In the entries below, find the line with "async fn followers<S>(app: &S, user: &str)" and print exactly every line from there up to and including the line with "let mut request", with no other lines.
==== The data ====
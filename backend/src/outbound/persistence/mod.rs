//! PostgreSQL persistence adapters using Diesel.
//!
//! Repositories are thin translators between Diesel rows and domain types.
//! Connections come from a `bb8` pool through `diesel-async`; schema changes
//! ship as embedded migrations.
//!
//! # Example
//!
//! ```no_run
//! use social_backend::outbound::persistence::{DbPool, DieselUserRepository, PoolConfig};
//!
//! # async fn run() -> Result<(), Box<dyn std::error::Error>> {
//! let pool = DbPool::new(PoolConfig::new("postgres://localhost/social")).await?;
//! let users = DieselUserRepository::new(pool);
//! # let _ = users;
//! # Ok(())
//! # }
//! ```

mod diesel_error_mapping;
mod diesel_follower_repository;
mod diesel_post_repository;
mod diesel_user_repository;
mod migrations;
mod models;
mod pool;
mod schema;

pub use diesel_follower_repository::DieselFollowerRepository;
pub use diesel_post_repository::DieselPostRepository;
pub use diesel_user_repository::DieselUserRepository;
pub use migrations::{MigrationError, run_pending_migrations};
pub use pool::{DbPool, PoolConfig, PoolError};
====
==== The data ====
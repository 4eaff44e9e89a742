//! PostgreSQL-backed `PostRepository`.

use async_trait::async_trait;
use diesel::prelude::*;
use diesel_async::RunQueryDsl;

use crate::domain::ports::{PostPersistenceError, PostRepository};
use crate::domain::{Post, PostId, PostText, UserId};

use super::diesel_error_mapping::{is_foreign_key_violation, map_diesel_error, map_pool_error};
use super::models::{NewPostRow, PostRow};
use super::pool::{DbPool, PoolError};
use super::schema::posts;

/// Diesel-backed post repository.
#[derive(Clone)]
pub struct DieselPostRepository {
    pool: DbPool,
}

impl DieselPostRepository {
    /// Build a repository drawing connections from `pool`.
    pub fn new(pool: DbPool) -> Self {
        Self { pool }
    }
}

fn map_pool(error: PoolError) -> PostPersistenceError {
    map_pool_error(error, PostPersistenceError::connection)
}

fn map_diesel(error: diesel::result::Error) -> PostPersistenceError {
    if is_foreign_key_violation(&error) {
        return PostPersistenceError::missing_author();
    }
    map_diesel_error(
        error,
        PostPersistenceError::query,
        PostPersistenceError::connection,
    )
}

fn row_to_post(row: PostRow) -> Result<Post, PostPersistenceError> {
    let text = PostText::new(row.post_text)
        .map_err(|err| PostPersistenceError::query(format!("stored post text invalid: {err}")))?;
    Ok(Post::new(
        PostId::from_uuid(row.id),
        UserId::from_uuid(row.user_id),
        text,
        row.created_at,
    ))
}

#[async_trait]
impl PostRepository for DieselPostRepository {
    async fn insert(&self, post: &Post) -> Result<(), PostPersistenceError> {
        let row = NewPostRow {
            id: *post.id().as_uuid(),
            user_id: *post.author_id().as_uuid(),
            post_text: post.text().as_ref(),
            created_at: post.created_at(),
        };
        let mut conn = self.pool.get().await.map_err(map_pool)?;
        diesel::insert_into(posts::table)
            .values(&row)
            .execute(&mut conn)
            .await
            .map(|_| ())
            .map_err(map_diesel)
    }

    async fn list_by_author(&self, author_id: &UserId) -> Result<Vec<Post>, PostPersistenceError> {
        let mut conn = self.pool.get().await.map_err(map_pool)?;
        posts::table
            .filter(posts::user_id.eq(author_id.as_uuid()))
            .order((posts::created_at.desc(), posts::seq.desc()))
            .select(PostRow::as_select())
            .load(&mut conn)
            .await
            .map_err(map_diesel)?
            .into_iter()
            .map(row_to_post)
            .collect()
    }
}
====
==== The data ====
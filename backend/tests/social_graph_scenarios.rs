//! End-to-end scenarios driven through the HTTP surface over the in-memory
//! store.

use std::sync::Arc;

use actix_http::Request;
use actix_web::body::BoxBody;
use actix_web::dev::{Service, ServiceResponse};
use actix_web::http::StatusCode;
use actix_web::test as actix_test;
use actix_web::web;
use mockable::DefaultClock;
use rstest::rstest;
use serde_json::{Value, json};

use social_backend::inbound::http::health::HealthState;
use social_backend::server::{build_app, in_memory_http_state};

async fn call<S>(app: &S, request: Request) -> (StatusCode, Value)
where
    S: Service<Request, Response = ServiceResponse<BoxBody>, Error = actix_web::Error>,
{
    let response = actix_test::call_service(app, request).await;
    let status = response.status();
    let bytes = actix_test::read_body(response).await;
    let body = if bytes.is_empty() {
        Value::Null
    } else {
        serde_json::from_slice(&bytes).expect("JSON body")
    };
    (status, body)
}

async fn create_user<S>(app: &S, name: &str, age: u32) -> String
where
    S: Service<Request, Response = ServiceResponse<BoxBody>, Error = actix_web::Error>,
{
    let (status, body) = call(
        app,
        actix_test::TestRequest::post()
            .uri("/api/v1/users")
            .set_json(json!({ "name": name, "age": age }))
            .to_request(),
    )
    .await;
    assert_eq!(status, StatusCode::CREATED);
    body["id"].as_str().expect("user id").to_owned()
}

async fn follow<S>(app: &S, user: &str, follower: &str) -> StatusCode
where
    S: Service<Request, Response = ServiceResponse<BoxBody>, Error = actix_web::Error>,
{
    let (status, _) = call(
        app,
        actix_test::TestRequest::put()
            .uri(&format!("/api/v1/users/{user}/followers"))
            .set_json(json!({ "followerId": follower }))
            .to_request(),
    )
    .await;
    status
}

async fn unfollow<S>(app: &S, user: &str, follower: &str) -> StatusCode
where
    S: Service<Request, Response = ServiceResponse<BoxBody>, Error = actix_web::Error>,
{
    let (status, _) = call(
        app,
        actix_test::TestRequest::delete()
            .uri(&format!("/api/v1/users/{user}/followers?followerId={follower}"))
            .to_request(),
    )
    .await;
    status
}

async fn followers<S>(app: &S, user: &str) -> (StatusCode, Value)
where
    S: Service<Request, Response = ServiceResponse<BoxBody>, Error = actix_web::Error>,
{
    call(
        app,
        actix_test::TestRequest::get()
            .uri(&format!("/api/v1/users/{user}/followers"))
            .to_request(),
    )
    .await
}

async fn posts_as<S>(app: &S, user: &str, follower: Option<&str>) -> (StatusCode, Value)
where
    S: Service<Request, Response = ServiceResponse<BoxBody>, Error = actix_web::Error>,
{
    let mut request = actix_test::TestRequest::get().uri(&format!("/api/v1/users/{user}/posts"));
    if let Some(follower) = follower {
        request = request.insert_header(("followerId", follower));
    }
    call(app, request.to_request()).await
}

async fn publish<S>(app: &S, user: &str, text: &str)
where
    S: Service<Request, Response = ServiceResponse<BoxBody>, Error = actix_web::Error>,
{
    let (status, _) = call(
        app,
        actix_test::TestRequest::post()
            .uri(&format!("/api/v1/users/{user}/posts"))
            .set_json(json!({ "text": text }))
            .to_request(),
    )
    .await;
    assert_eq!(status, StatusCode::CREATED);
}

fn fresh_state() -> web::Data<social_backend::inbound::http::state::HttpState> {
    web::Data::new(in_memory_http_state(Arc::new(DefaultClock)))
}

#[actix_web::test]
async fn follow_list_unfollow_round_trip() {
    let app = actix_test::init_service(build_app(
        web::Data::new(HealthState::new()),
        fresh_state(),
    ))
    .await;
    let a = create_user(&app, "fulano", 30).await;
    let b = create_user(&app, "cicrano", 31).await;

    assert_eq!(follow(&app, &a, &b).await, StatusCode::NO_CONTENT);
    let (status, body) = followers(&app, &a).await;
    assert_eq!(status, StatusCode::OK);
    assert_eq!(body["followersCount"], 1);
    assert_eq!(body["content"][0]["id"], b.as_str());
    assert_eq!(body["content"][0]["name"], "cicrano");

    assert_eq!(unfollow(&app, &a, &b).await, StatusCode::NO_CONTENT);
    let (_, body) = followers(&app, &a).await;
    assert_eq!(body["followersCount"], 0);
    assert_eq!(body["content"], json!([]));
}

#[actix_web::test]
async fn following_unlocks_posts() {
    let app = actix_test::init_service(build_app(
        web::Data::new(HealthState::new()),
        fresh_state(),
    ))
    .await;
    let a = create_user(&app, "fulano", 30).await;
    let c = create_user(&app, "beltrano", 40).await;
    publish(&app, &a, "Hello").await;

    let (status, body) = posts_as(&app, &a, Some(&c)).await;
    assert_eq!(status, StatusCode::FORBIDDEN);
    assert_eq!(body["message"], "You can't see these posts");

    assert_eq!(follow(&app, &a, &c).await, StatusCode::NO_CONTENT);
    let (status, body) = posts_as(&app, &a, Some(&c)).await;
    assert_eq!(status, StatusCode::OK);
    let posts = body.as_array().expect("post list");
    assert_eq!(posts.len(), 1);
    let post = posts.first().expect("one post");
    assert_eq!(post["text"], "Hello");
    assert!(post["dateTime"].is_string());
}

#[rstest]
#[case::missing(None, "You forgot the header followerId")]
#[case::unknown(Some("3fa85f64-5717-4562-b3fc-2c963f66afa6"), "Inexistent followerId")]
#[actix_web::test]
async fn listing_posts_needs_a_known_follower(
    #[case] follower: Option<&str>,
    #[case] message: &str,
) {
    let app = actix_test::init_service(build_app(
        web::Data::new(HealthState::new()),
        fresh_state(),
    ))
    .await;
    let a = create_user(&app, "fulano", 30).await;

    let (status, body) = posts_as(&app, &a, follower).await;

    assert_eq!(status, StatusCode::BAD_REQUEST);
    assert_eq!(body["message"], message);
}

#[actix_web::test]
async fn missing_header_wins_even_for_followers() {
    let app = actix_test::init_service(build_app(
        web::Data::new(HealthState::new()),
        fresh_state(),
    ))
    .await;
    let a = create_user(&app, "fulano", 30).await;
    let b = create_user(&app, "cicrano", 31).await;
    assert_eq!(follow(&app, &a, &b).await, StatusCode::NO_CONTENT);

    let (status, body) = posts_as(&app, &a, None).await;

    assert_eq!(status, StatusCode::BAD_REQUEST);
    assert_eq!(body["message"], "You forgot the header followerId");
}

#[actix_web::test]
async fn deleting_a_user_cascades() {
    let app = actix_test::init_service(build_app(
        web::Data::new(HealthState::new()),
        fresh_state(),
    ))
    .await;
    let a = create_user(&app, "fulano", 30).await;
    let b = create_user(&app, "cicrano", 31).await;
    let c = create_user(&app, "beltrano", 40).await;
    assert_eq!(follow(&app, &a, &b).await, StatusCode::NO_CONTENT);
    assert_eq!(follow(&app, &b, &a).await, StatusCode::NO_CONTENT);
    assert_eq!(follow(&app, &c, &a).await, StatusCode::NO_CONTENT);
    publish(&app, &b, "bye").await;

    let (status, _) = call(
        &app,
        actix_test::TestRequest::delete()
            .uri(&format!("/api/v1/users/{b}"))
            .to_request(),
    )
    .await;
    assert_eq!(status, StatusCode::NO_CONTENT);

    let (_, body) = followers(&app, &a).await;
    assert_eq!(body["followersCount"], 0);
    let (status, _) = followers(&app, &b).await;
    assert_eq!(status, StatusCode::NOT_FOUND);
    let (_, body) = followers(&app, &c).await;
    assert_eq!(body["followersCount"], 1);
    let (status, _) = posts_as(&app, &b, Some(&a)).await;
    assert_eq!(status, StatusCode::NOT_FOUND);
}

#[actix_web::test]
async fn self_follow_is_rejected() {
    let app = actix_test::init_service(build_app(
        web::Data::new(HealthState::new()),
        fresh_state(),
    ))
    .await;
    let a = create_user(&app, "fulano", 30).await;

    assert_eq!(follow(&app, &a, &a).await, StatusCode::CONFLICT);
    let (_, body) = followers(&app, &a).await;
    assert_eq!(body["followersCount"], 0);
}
====
- **Written answer**
async fn followers<S>(app: &S, user: &str) -> (StatusCode, Value)
where
    S: Service<Request, Response = ServiceResponse<BoxBody>, Error = actix_web::Error>,
{
    call(
        app,
        actix_test::TestRequest::get()
            .uri(&format!("/api/v1/users/{user}/followers"))
            .to_request(),
    )
    .await
}

async fn posts_as<S>(app: &S, user: &str, follower: Option<&str>) -> (StatusCode, Value)
where
    S: Service<Request, Response = ServiceResponse<BoxBody>, Error = actix_web::Error>,
{
    let mut request = actix_test::TestRequest::get().uri(&format!("/api/v1/users/{user}/posts"));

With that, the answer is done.